* _What is being asked_: Where does the string "User" appear? Copy every line of the entries below that holds it.

* _Data for review_:
........

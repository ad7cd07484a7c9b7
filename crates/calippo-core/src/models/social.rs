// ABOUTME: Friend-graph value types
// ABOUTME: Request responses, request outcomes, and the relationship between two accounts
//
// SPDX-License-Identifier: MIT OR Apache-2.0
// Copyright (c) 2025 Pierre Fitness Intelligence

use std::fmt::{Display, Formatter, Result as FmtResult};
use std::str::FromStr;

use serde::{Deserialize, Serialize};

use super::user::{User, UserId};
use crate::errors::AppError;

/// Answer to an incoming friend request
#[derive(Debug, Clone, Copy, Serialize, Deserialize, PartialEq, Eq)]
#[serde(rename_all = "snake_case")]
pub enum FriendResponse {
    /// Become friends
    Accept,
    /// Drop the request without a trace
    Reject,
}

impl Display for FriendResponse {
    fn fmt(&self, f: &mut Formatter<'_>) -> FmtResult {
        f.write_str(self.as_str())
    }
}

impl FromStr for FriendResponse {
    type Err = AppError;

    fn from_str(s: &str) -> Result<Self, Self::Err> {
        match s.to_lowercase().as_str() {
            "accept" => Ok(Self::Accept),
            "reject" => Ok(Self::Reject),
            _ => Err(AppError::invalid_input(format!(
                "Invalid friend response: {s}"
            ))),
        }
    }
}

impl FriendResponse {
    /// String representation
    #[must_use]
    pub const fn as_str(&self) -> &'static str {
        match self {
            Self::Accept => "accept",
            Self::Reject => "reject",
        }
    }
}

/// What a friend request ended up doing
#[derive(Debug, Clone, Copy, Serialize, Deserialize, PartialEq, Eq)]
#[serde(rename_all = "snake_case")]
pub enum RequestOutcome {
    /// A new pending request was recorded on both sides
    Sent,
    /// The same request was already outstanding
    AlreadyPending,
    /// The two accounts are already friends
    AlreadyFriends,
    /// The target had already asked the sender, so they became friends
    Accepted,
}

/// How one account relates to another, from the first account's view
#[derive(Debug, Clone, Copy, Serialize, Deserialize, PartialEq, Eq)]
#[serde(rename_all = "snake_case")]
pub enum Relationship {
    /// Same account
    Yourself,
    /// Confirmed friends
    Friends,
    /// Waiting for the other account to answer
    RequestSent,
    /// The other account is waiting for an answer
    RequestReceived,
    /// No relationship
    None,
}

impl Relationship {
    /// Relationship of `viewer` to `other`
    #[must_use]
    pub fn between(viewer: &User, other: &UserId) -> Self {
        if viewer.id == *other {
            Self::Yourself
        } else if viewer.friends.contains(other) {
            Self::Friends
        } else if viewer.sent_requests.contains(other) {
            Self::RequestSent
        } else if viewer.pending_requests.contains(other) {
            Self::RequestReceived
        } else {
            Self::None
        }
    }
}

........

* _Written solution_:
use super::user::{User, UserId};
    pub fn between(viewer: &User, other: &UserId) -> Self {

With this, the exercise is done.